Corbett's note: The question below came up in my class. Somewhere I found a paper on the subject which seemed to address the question in a worth while manner. I summarized the article below. If anyone knows the source I'd love to know where it was I found this.


You have talked about aid as if it only comes through governments. That is just not true. Americans contribute as much money to overseas relief and development work through private, voluntary agencies as they do through official AID programs. Can't the many small, non-governmental organizations be more effective exactly because they do not have all the conflicting interests you mention in regard to official aid?

As we examined voluntary aid projects around the world, we felt ourselves in a quandary: Which organization or project should we recommend to our readers? Soon we realized that the most useful contribution we might make would not be to provide you with a catalog of critiques of all the voluntary aid organizations (an impossible task!) but to share with you the questions we found ourselves wanting to ask any development project.

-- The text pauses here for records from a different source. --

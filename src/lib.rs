//! WebIco Core - Batch WebP / ICO Conversion Engine
//!
//! # Guarantees
//! 1. Exactly one item per accepted input, in acceptance order
//! 2. Items move Ready → Working → Done | Error, never backwards
//! 3. One item's failure never stops the batch
//! 4. Items run strictly one at a time
//! 5. The ICO header is bit-exact
//! 6. Identical input and configuration give identical bytes

pub mod archive;
pub mod config;
pub mod decode;
pub mod hashing;
pub mod ico;
pub mod pipeline;
pub mod raster;
pub mod report;
pub mod validation;

pub use archive::{ArchiveError, ArchiveWriter, BatchAggregator, ZipArchiveWriter};
pub use config::{BatchConfig, ConfigError, IconSize, Mode, Quality};
pub use decode::{ImageDecoder, SourceImage, StandardDecoder};
pub use hashing::{report_digest, sha256_hex};
pub use ico::build_icon_container;
pub use pipeline::{
    BatchObserver, BatchOutcome, ConversionItem, ConversionOrchestrator, ItemError, ItemStatus,
    OutputArtifact, PipelineError,
};
pub use raster::{RasterEncoder, RasterFormat, RasterSurface, StandardEncoder};
pub use report::{ArtifactSummary, BatchReport};
pub use validation::{FileCandidate, FileValidator, InputFile, SourceKind};

pub const ENGINE_VERSION: &str = env!("CARGO_PKG_VERSION");
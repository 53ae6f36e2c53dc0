//! Digests for artifacts and batch reports.
//!
//! Reports are hashed over a sorted-key rendering of their JSON so the
//! digest does not depend on field order.

use serde::ser::{SerializeMap, Serializer};
use serde::Serialize;
use serde_json::Value;
use sha2::{Digest, Sha256};

use crate::report::BatchReport;

/// Lowercase hex SHA-256 of `data`.
pub fn sha256_hex(data: &[u8]) -> String {
    hex::encode(Sha256::digest(data))
}

/// Digest of `report` with its own `reportHash` left blank.
pub fn report_digest(report: &BatchReport) -> Result<String, serde_json::Error> {
    let mut body = serde_json::to_value(report)?;
    if let Value::Object(fields) = &mut body {
        fields.insert("reportHash".to_string(), Value::String(String::new()));
    }
    let rendered = serde_json::to_string(&SortedKeys(&body))?;
    Ok(sha256_hex(rendered.as_bytes()))
}

/// Serializes a JSON value with object keys in byte order at every depth.
struct SortedKeys<'a>(&'a Value);

impl Serialize for SortedKeys<'_> {
    fn serialize<S: Serializer>(&self, serializer: S) -> Result<S::Ok, S::Error> {
        match self.0 {
            Value::Object(fields) => {
                let mut keys: Vec<&String> = fields.keys().collect();
                keys.sort();
                let mut map = serializer.serialize_map(Some(keys.len()))?;
                for key in keys {
                    map.serialize_entry(key, &SortedKeys(&fields[key.as_str()]))?;
                }
                map.end()
            }
            Value::Array(values) => serializer.collect_seq(values.iter().map(SortedKeys)),
            scalar => scalar.serialize(serializer),
        }
    }
}
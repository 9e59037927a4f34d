//! # Signal source abstraction.
//!
//! A [`SignalSource`] is the bound side of a provider: given a max value it
//! opens a stream of scalar samples. The stream is polled by exactly one
//! generation task (see [`SignalSession`](crate::SignalSession)), which
//! drops it on cancellation.

use std::pin::Pin;

use futures::Stream;

use crate::error::GenerationError;

/// Boxed stream of samples produced for one subscription.
///
/// `Err(ProviderDied)` is terminal; the stream ends after yielding it.
pub type SampleStream = Pin<Box<dyn Stream<Item = Result<f32, GenerationError>> + Send>>;

/// A bound source of scalar samples.
pub trait SignalSource: Send + Sync + 'static {
    /// Returns a stable, human-readable source name.
    fn name(&self) -> &str;

    /// Opens a sample stream parameterized by `max_value`.
    ///
    /// Fails with `ProviderDied` when the host is already gone.
    fn open(&self, max_value: f32) -> Result<SampleStream, GenerationError>;
}

impl std::fmt::Debug for dyn SignalSource {
    fn fmt(&self, f: &mut std::fmt::Formatter<'_>) -> std::fmt::Result {
        f.debug_struct("SignalSource")
            .field("name", &self.name())
            .finish()
    }
}
//! # In-process provider.
//!
//! [`LocalProvider`] is the fallback strategy: it is always available,
//! acknowledges a bind immediately and serves a rectified sine
//! ([`Waveform::rectified`]).

use std::sync::Arc;

use tokio_util::sync::CancellationToken;

use crate::error::GenerationError;
use crate::source::{Link, PendingBind, Provider, SampleStream, SignalSource, Waveform};

const LOCAL_NAME: &str = "local";

/// In-process provider; never dies on its own.
#[derive(Debug, Default)]
pub struct LocalProvider {
    scope: CancellationToken,
}

impl LocalProvider {
    pub fn new() -> Self {
        Self::default()
    }

    /// Creates the provider and returns it as a shared handle.
    pub fn arc() -> Arc<Self> {
        Arc::new(Self::new())
    }
}

impl Provider for LocalProvider {
    fn name(&self) -> &str {
        LOCAL_NAME
    }

    fn bind(&self) -> Option<PendingBind> {
        let (pending, ack) = PendingBind::new(Link::child_of(&self.scope));
        ack.acknowledge(Arc::new(LocalSource {
            scope: self.scope.clone(),
        }));
        tracing::trace!(provider = LOCAL_NAME, "local bind acknowledged");
        Some(pending)
    }
}

/// Source served by [`LocalProvider`].
#[derive(Debug)]
struct LocalSource {
    scope: CancellationToken,
}

impl SignalSource for LocalSource {
    fn name(&self) -> &str {
        LOCAL_NAME
    }

    fn open(&self, max_value: f32) -> Result<SampleStream, GenerationError> {
        Ok(Waveform::rectified(max_value).into_stream(self.scope.clone()))
    }
}

#[cfg(test)]
mod tests {
    use futures::StreamExt;

    use super::*;

    #[tokio::test]
    async fn bind_is_acknowledged_immediately() {
        let provider = LocalProvider::new();
        let pending = provider.bind().expect("local provider always binds");
        assert!(!pending.link().is_dead());

        let source = pending.ack.await.expect("acknowledged");
        assert_eq!(source.name(), "local");

        let mut samples = source.open(50.0).expect("open");
        let v = samples.next().await.expect("sample").expect("ok");
        assert!((0.0..=50.0).contains(&v));
    }
}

Eight Questions to Ask a Development Project

  1. Whose project is it? Is it the donor agency? or Does it originate with the people involved?
  2. Does the project define the problem to be tackled as a technical or physical deficiency (e.g. poor farming methods or depleted soils) that can be overcome with the right technique and skills? or Does it first address the underlying social, economic and political constraints that stand in the way of solving the physical or technical problem?
  3. Does the project strengthen the economic and political position of a certain group, creating a more prosperous enclave, which then becomes resistant to any change that might abolish its privileges? or Does it generate a shift in power to the powerless?
  4. Does the project focus only on the needs of individuals? or Does it help individuals who are now powerless to see their common interest with others who are also exploited, thus leading to unified efforts through which cooperative strength is built?
  5. Does the project merely help individuals adjust to their exploitation by such external forces as the national government or the international market? or Does it encourage an understanding of that exploitation and a resistance to it?
  6. Does the project, through the intervention of outside experts, take away local initiative? or Does it generate a process of democratic decision-making and a thrust toward self-reliance that can carry over to future projects?
  7. Does the project reinforce dependence on outside sources of material and skills? or Does it call forth local ingenuity, local labor, and local materials, and can it be maintained with local skills?
  8. Will success only be measured by the achievement of the pre-set plans of outsiders? or Is the project open-ended, with success measured by the local people as the project progresses?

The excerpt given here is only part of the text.